Evan D. Perez, The University of Texas Rio Grande Valley

Presenting Author

Evan D. Perez

Presentation Type

Poster

Discipline Track

Patient Care

Abstract Type

Case Report

Abstract

Background: This case is a great example of remembering the basics. We teach our medical students, residents and fellows the importance of getting a thorough history and exam. However, this case is a reminder to apply those lessons in the real world.

Case Presentation: 15 yo Female came in complaining of sacral pain. 2 years prior she had a fall causing a coccyx fracture which resolved with conservative treatment. She didn’t have any issues since then until 3 weeks prior to today when she began to have pain in the same area. She denied any new inciting events such as trauma or falls. She saw pediatrician for annual wellness exam 2 weeks prior who ordered imaging showing mildly displaced fracture of the anterior distal coccyx and normal soft tissue appearance and was given ortho referral. Mom says ortho didn’t say much with no follow up plans. The pain increased over the next week almost causing her to go to ER. She then saw a Chiropractor who recommend against manipulation given the x-ray findings. Reported to have normal pain free bowel movements. Pain is aggravated with sitting. She denied any radiation of pain, numbness, tingling, urinary changes, fevers, chills or night sweats. Last menstrual period was 3 weeks prior and normal.

Differential Diagnosis:

  1. Coccyx Fracture
  2. Disc herniation
  3. Spondylolysis

Physical Examination:

T: 98.3F

BP: 129/74

Pain: 8/10

Pulse: 109bpm

General: Moderate distress

Respiratory: No respiratory distress

Musculoskeletal:

Back -

ROM: Full forward flexion, side bends, twisting, extension.

Special Maneuvers: Negative slump test bilaterally. Straight leg raise deferred due to pain.

Bilateral Lower Extremities-

Strength: Hip flexion, knee flexion, knee extension, ankle dorsiflexion, ankle plantar flexion all 5/5.

DTR intact knee and ankle 2+

Inspection: T-spine/L-spine no gross abnormalities, erythema, rashes, bruising or lacerations.

Sacrum noted large erythematous cyst/abscess at the superior intergluteal natal cleft with no visible openings or superficial sinus or drainage noted.

Palpation: T-spine/L-spine non-tender. Superior intergluteal natal cleft with roughly 3cm area of fluctuance tenderness to palpation.

Treatment: In office incision and drainage performed at intergluteal natal cleft abscess using local anesthesia.

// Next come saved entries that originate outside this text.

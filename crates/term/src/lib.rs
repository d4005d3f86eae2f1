//! Terminal presentation.
//!
//! Renders a `GameSnapshot` into a framebuffer (pure, testable) and flushes
//! framebuffers to the terminal with crossterm, writing only changed cells.
//! Nothing here feeds back into the simulation.

pub mod fb;
pub mod game_view;
pub mod render_throttle;
pub mod renderer;

pub use tui_flappy_core as core;
pub use tui_flappy_theme as theme;
pub use tui_flappy_types as types;

pub use fb::{Cell, CellStyle, FrameBuffer, Rgb};
pub use game_view::{GameView, Palette, Viewport};
pub use render_throttle::{fingerprint, RenderThrottle};
pub use renderer::{encode_diff_into, encode_full_into, TerminalRenderer};
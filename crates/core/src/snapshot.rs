use crate::game_state::TickEvent;
use crate::physics::{Decoration, Obstacles, INITIAL_DECORATIONS};

/// Read-only view of one tick, handed to the presentation layer.
///
/// Fixed-capacity storage: filling an existing snapshot never allocates.
#[derive(Debug, Clone, PartialEq)]
pub struct GameSnapshot {
    pub bird_y: f32,
    pub velocity: f32,
    pub started: bool,
    pub over: bool,
    pub score: u32,
    pub obstacles: Obstacles,
    pub decorations: [Decoration; crate::types::DECORATION_COUNT],
    pub ground_offset: f32,
    pub tick: u64,
    pub episode: u32,
    pub last_event: Option<TickEvent>,
}

impl GameSnapshot {
    pub fn clear(&mut self) {
        self.bird_y = crate::types::BIRD_START_Y;
        self.velocity = 0.0;
        self.started = false;
        self.over = false;
        self.score = 0;
        self.obstacles.clear();
        self.decorations = INITIAL_DECORATIONS;
        self.ground_offset = 0.0;
        self.tick = 0;
        self.episode = 0;
        self.last_event = None;
    }

    pub fn playable(&self) -> bool {
        self.started && !self.over
    }

    /// Whether the frame can only change through input (nothing is moving).
    pub fn is_static(&self) -> bool {
        !self.playable()
    }
}

impl Default for GameSnapshot {
    fn default() -> Self {
        let mut s = Self {
            bird_y: 0.0,
            velocity: 0.0,
            started: false,
            over: false,
            score: 0,
            obstacles: Obstacles::new(),
            decorations: INITIAL_DECORATIONS,
            ground_offset: 0.0,
            tick: 0,
            episode: 0,
            last_event: None,
        };
        s.clear();
        s
    }
}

Moderate amount of foul-smelling purulence was drained and washed out.

  • Oral antibiotics prescribed
  • CT scan ordered
  • General surgery referral provided

Test Results: Wound culture – Negative

CT pelvis w/wo contrast – abscess measuring 2.8 x 1.8 x 3.6cm, some moderate proliferative enhancement.

Final Diagnosis: Pilonidal Abscess

Outcomes: Excellent learning case highlighting the extreme importance of a thorough physical exam. Mom mentioned nobody had previously looked at the area of complaint meaning that the patient was seen by 3 providers who failed to perform a basic exam. Patient had to unnecessarily endure over 3 weeks of pain. Left untreated, this could have progressed to sepsis and hospitalization. Patient later saw general surgery but decided against further intervention due to financial reasons. However, she did well overall.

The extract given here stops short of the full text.